Sorry nothing personal,I am sticking up for the fighters of the sixties and seventies, early eighties.Outside of Foreman's comeback in the 90's,I know or watched little of boxing,I quit watching because of the watered down half dozen versions of world titles.To totally disregard the power of the Foster's Mac and Bob,Shavers,Foreman,Frazier etc is a bit of a stretch.But this forum is all opiniated,and every decade had it's share of big bangers.
I made a thread a long while ago on this topic with an extended evaluation per champion, and i got to exactly the same top3. Walcott is the surprise here; when i started going through the numbers, i did not even expect Walcott to make the top5.
Started counting Ali's competion,came up with 454 knockouts after 7 guys.Don't really have the patience for this.
Liston's getting a little overrated as a puncher too, numbers do matter, and his numbers are not very impressive. Both his punching power and offensive ability are somewhat blown out of proportion.
How on earth does Layne get ranked a top heavyweight puncher? You guys need to look at the opponents. Layne doesn't get to 50 percent and he faced a lot of tomato cans.
I don't think of Henry Akinwande and Michael Grant as top punchers. Akinwande also only has a 55% KO ratio and never knocked out a live body except chinny Jeremy Williams. Grant was a big guy and had an impressive record. He didn't stop too many top men though aside from Golota who quit in a fight he was winning.
Grant badly broke Corey Sander's nose and had it pouring blood like a faucet, and in general was hitting him with shots that were putting other fighters who Sander's had fought (Maskaev, for starters) punches to shame.
Sanders was pretty tough but I'm not sure if this proves Grant's punching power. http://www.youtube.com/watch?v=RE8qQJEtIcE Savarese went the distance with Grant and Grant landed about 300 punches on him.

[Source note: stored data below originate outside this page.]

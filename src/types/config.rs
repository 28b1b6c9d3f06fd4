//! Configuração do Recall.

use serde::{Deserialize, Serialize};
use std::path::Path;
use std::time::Duration;

use crate::{RecallError, RecallResult};

/// Configuração principal do Recall.
#[derive(Debug, Clone, Serialize, Deserialize)]
pub struct Config {
    /// Configurações gerais.
    #[serde(default)]
    pub general: GeneralConfig,

    /// Configurações do armazenamento de padrões.
    #[serde(default)]
    pub store: StoreConfig,

    /// Configurações do retriever adaptativo.
    #[serde(default)]
    pub retriever: RetrieverConfig,

    /// Configurações da cascata teacher/student.
    #[serde(default)]
    pub cascade: CascadeConfig,

    /// Configurações do buffer de retenção.
    #[serde(default)]
    pub retention: RetentionConfig,
}

/// Configurações gerais.
#[derive(Debug, Clone, Serialize, Deserialize)]
pub struct GeneralConfig {
    /// Nível de log (trace, debug, info, warn, error).
    #[serde(default = "default_log_level")]
    pub log_level: String,

    /// Formato de log (text, json).
    #[serde(default = "default_log_format")]
    pub log_format: String,
}

impl Default for GeneralConfig {
    fn default() -> Self {
        Self {
            log_level: default_log_level(),
            log_format: default_log_format(),
        }
    }
}

fn default_log_level() -> String {
    "info".to_string()
}

fn default_log_format() -> String {
    "text".to_string()
}

fn default_true() -> bool {
    true
}

/// Políticas de evicção disponíveis para o armazenamento.
#[derive(Debug, Clone, Copy, Serialize, Deserialize, PartialEq, Eq)]
#[serde(rename_all = "snake_case")]
pub enum EvictionPolicy {
    /// Sai primeiro a entrada acessada há mais tempo.
    Lru,
    /// Sai primeiro a entrada com menos acessos.
    Lfu,
    /// Sai primeiro a entrada com menor importância.
    Importance,
}

impl std::fmt::Display for EvictionPolicy {
    fn fmt(&self, f: &mut std::fmt::Formatter<'_>) -> std::fmt::Result {
        match self {
            EvictionPolicy::Lru => write!(f, "lru"),
            EvictionPolicy::Lfu => write!(f, "lfu"),
            EvictionPolicy::Importance => write!(f, "importance"),
        }
    }
}

/// Configurações do armazenamento de padrões.
#[derive(Debug, Clone, Serialize, Deserialize)]
pub struct StoreConfig {
    /// Número máximo de padrões armazenados.
    #[serde(default = "default_buffer_size")]
    pub buffer_size: usize,

    /// Padrões com importância igual ou acima deste valor são considerados importantes.
    #[serde(default = "default_importance_threshold")]
    pub importance_threshold: f64,

    /// Política de evicção (lru, lfu, importance).
    #[serde(default = "default_eviction_policy")]
    pub eviction_policy: EvictionPolicy,

    /// Fração de padrões mantida na compactação.
    #[serde(default = "default_retention_ratio")]
    pub retention_ratio: f64,

    /// Norma do embedding que corresponde à informatividade máxima.
    #[serde(default = "default_magnitude_scale")]
    pub magnitude_scale: f64,

    /// Número de acessos que corresponde à frequência máxima.
    #[serde(default = "default_access_saturation")]
    pub access_saturation: u64,
}

impl Default for StoreConfig {
    fn default() -> Self {
        Self {
            buffer_size: default_buffer_size(),
            importance_threshold: default_importance_threshold(),
            eviction_policy: default_eviction_policy(),
            retention_ratio: default_retention_ratio(),
            magnitude_scale: default_magnitude_scale(),
            access_saturation: default_access_saturation(),
        }
    }
}

impl StoreConfig {
    /// Cria uma configuração com a capacidade e a política dadas.
    pub fn new(buffer_size: usize, eviction_policy: EvictionPolicy) -> Self {
        Self {
            buffer_size,
            eviction_policy,
            ..Self::default()
        }
    }

    /// Define a taxa de retenção.
    #[must_use]
    pub fn with_retention_ratio(mut self, retention_ratio: f64) -> Self {
        self.retention_ratio = retention_ratio;
        self
    }

    /// Verifica os intervalos dos valores.
    pub fn validate(&self) -> RecallResult<()> {
        if !(0.0..=1.0).contains(&self.retention_ratio) {
            return Err(RecallError::config(format!(
                "store.retention_ratio must be in [0, 1], got {}",
                self.retention_ratio
            )));
        }
        if !(0.0..=1.0).contains(&self.importance_threshold) {
            return Err(RecallError::config(format!(
                "store.importance_threshold must be in [0, 1], got {}",
                self.importance_threshold
            )));
        }
        if self.magnitude_scale.is_nan() || self.magnitude_scale <= 0.0 {
            return Err(RecallError::config("store.magnitude_scale must be positive"));
        }
        if self.access_saturation == 0 {
            return Err(RecallError::config(
                "store.access_saturation must be at least 1",
            ));
        }
        Ok(())
    }
}

fn default_buffer_size() -> usize {
    1000
}

fn default_importance_threshold() -> f64 {
    0.5
}

fn default_eviction_policy() -> EvictionPolicy {
    EvictionPolicy::Importance
}

fn default_retention_ratio() -> f64 {
    0.8
}

fn default_magnitude_scale() -> f64 {
    10.0
}

fn default_access_saturation() -> u64 {
    100
}

/// Configurações do retriever adaptativo.
#[derive(Debug, Clone, Serialize, Deserialize)]
pub struct RetrieverConfig {
    /// Threshold de similaridade antes de qualquer ajuste.
    #[serde(default = "default_base_threshold")]
    pub base_threshold: f64,

    /// Candidatos pedidos ao índice na etapa grossa.
    #[serde(default = "default_coarse_top_k")]
    pub coarse_top_k: usize,

    /// Candidatos mantidos após o re-score exato.
    #[serde(default = "default_fine_top_k")]
    pub fine_top_k: usize,

    /// Número de contextos de consulta recentes lembrados.
    #[serde(default = "default_context_window_size")]
    pub context_window_size: usize,

    /// Consultas de um tipo necessárias antes que suas estatísticas ajustem o threshold.
    #[serde(default = "default_min_type_history")]
    pub min_type_history: u64,

    /// Timeout por chamada ao encoder e ao índice (em milissegundos).
    #[serde(default = "default_retriever_timeout")]
    pub timeout_ms: u64,
}

impl Default for RetrieverConfig {
    fn default() -> Self {
        Self {
            base_threshold: default_base_threshold(),
            coarse_top_k: default_coarse_top_k(),
            fine_top_k: default_fine_top_k(),
            context_window_size: default_context_window_size(),
            min_type_history: default_min_type_history(),
            timeout_ms: default_retriever_timeout(),
        }
    }
}

impl RetrieverConfig {
    /// Timeout por chamada como `Duration`.
    pub fn timeout(&self) -> Duration {
        Duration::from_millis(self.timeout_ms)
    }

    /// Verifica os intervalos e a ordem entre coarse e fine.
    pub fn validate(&self) -> RecallResult<()> {
        if self.coarse_top_k < self.fine_top_k {
            return Err(RecallError::config(format!(
                "retriever.coarse_top_k ({}) must be >= fine_top_k ({})",
                self.coarse_top_k, self.fine_top_k
            )));
        }
        if !(0.0..=1.0).contains(&self.base_threshold) {
            return Err(RecallError::config(format!(
                "retriever.base_threshold must be in [0, 1], got {}",
                self.base_threshold
            )));
        }
        Ok(())
    }
}

fn default_base_threshold() -> f64 {
    0.5
}

fn default_coarse_top_k() -> usize {
    100
}

fn default_fine_top_k() -> usize {
    10
}

fn default_context_window_size() -> usize {
    5
}

fn default_min_type_history() -> u64 {
    10
}

fn default_retriever_timeout() -> u64 {
    5_000
}

/// Configurações da cascata teacher/student.
#[derive(Debug, Clone, Serialize, Deserialize)]
pub struct CascadeConfig {
    /// Candidatos pedidos ao student.
    #[serde(default = "default_initial_k")]
    pub initial_k: usize,

    /// Candidatos devolvidos ao chamador.
    #[serde(default = "default_final_k")]
    pub final_k: usize,

    /// Pula o teacher quando o student está confiante.
    #[serde(default = "default_true")]
    pub adaptive: bool,

    /// Score do melhor candidato acima do qual o teacher é pulado.
    #[serde(default = "default_confidence_threshold")]
    pub confidence_threshold: f64,

    /// Timeout da chamada ao student (em milissegundos).
    #[serde(default = "default_student_timeout")]
    pub student_timeout_ms: u64,

    /// Timeout de cada chamada de score ao teacher (em milissegundos).
    #[serde(default = "default_teacher_timeout")]
    pub teacher_timeout_ms: u64,

    /// Orçamento de tempo para todo o re-ranking (em milissegundos).
    #[serde(default = "default_rerank_budget")]
    pub rerank_budget_ms: u64,
}

impl Default for CascadeConfig {
    fn default() -> Self {
        Self {
            initial_k: default_initial_k(),
            final_k: default_final_k(),
            adaptive: true,
            confidence_threshold: default_confidence_threshold(),
            student_timeout_ms: default_student_timeout(),
            teacher_timeout_ms: default_teacher_timeout(),
            rerank_budget_ms: default_rerank_budget(),
        }
    }
}

impl CascadeConfig {
    pub fn student_timeout(&self) -> Duration {
        Duration::from_millis(self.student_timeout_ms)
    }

    pub fn teacher_timeout(&self) -> Duration {
        Duration::from_millis(self.teacher_timeout_ms)
    }

    pub fn rerank_budget(&self) -> Duration {
        Duration::from_millis(self.rerank_budget_ms)
    }

    /// Verifica a ordem dos k.
    pub fn validate(&self) -> RecallResult<()> {
        if self.initial_k < self.final_k {
            return Err(RecallError::config(format!(
                "cascade.initial_k ({}) must be >= final_k ({})",
                self.initial_k, self.final_k
            )));
        }
        Ok(())
    }
}

fn default_initial_k() -> usize {
    50
}

fn default_final_k() -> usize {
    10
}

fn default_confidence_threshold() -> f64 {
    0.85
}

fn default_student_timeout() -> u64 {
    10_000
}

fn default_teacher_timeout() -> u64 {
    5_000
}

fn default_rerank_budget() -> u64 {
    60_000
}

/// Configurações do buffer de retenção.
#[derive(Debug, Clone, Serialize, Deserialize)]
pub struct RetentionConfig {
    /// Amostras coletadas antes de disparar uma atualização.
    #[serde(default = "default_update_frequency")]
    pub update_frequency: usize,

    /// Um checkpoint é pedido a cada N atualizações concluídas.
    #[serde(default = "default_checkpoint_every")]
    pub checkpoint_every: u64,

    /// Compacta o armazenamento associado após cada atualização.
    #[serde(default)]
    pub compact_on_update: bool,

    /// Timeout das chamadas ao trainer e à persistência (em milissegundos).
    #[serde(default = "default_retention_timeout")]
    pub timeout_ms: u64,
}

impl Default for RetentionConfig {
    fn default() -> Self {
        Self {
            update_frequency: default_update_frequency(),
            checkpoint_every: default_checkpoint_every(),
            compact_on_update: false,
            timeout_ms: default_retention_timeout(),
        }
    }
}

impl RetentionConfig {
    /// Timeout do trainer e da persistência como `Duration`.
    pub fn timeout(&self) -> Duration {
        Duration::from_millis(self.timeout_ms)
    }

    /// Verifica que as duas cadências são diferentes de zero.
    pub fn validate(&self) -> RecallResult<()> {
        if self.update_frequency == 0 {
            return Err(RecallError::config(
                "retention.update_frequency must be at least 1",
            ));
        }
        if self.checkpoint_every == 0 {
            return Err(RecallError::config(
                "retention.checkpoint_every must be at least 1",
            ));
        }
        Ok(())
    }
}

fn default_update_frequency() -> usize {
    100
}

fn default_checkpoint_every() -> u64 {
    10
}

fn default_retention_timeout() -> u64 {
    60_000
}

impl Config {
    /// Carrega a configuração de um arquivo TOML.
    pub fn load<P: AsRef<Path>>(path: P) -> RecallResult<Self> {
        let content = std::fs::read_to_string(path)?;
        let config: Config = toml::from_str(&content)?;
        config.validate()?;
        Ok(config)
    }

    /// Salva a configuração em um arquivo TOML.
    pub fn save<P: AsRef<Path>>(&self, path: P) -> RecallResult<()> {
        let content = toml::to_string_pretty(self)?;
        std::fs::write(path, content)?;
        Ok(())
    }

    /// Cria a configuração padrão.
    pub fn default_config() -> Self {
        Self {
            general: GeneralConfig::default(),
            store: StoreConfig::default(),
            retriever: RetrieverConfig::default(),
            cascade: CascadeConfig::default(),
            retention: RetentionConfig::default(),
        }
    }

    /// Valida todas as seções.
    pub fn validate(&self) -> RecallResult<()> {
        self.store.validate()?;
        self.retriever.validate()?;
        self.cascade.validate()?;
        self.retention.validate()?;
        Ok(())
    }
}

impl Default for Config {
    fn default() -> Self {
        Self::default_config()
    }
}

#[cfg(test)]
mod tests {
    use super::*;
    use tempfile::tempdir;

    #[test]
    fn test_defaults_are_valid() {
        let config = Config::default();
        assert!(config.validate().is_ok());
        assert_eq!(config.store.eviction_policy, EvictionPolicy::Importance);
        assert_eq!(config.retriever.context_window_size, 5);
        assert_eq!(config.retention.update_frequency, 100);
        assert_eq!(config.retention.checkpoint_every, 10);
    }

    #[test]
    fn test_partial_toml_uses_defaults() {
        let config: Config = toml::from_str(
            r#"
            [store]
            buffer_size = 3
            eviction_policy = "lru"
            "#,
        )
        .unwrap();

        assert_eq!(config.store.buffer_size, 3);
        assert_eq!(config.store.eviction_policy, EvictionPolicy::Lru);
        assert_eq!(config.store.retention_ratio, 0.8);
        assert_eq!(config.cascade.final_k, 10);
    }

    #[test]
    fn test_rejects_inverted_top_k() {
        let retriever = RetrieverConfig {
            coarse_top_k: 5,
            fine_top_k: 10,
            ..RetrieverConfig::default()
        };
        assert!(matches!(retriever.validate(), Err(RecallError::Config(_))));
    }

    #[test]
    fn test_rejects_inverted_cascade_k() {
        let cascade = CascadeConfig {
            initial_k: 2,
            final_k: 3,
            ..CascadeConfig::default()
        };
        assert!(cascade.validate().is_err());
    }

    #[test]
    fn test_save_and_load() {
        let dir = tempdir().unwrap();
        let path = dir.path().join("recall.toml");

        let mut config = Config::default();
        config.store.buffer_size = 42;
        config.save(&path).unwrap();

        let loaded = Config::load(&path).unwrap();
        assert_eq!(loaded.store.buffer_size, 42);
    }

    #[test]
    fn test_load_rejects_malformed_file() {
        let dir = tempdir().unwrap();
        let path = dir.path().join("recall.toml");

        std::fs::write(&path, "[store\nbuffer_size = ").unwrap();
        assert!(matches!(Config::load(&path), Err(RecallError::TomlParse(_))));

        std::fs::write(&path, "[store]\nbuffer_size = \"many\"\n").unwrap();
        assert!(matches!(Config::load(&path), Err(RecallError::TomlParse(_))));

        std::fs::write(&path, "[retriever]\ncoarse_top_k = 1\nfine_top_k = 5\n").unwrap();
        assert!(matches!(Config::load(&path), Err(RecallError::Config(_))));

        assert!(matches!(
            Config::load(dir.path().join("missing.toml")),
            Err(RecallError::Io(_))
        ));
    }
}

"Throw out the record book on Layne, he was a rugged brawler with a quick, very heavy right. As he got shopworn and discouraged, more and more, he got outworked and beaten down. But, when he first raged out of Utah -- full of **** and vinegar -- he'd have been a handful for anybody. He could crack with that right."- John Garfield
Bizarre that Lewis fought so many great punchers yet got K.O'd by McCall and Rahman, two very average punchers. Lewis was not in bad shape for the first McCall fight, but when unmotivated could be caught, and at HW that's all it takes. But for me, it's Lewis. Tyson was still a seriously dangerous puncher (if not a great boxer by that point) and Tua, Mercer, Hell, even Frank Bruno are right up there too. I would say Lewis, then Ali, although a case for Ali can be made easily.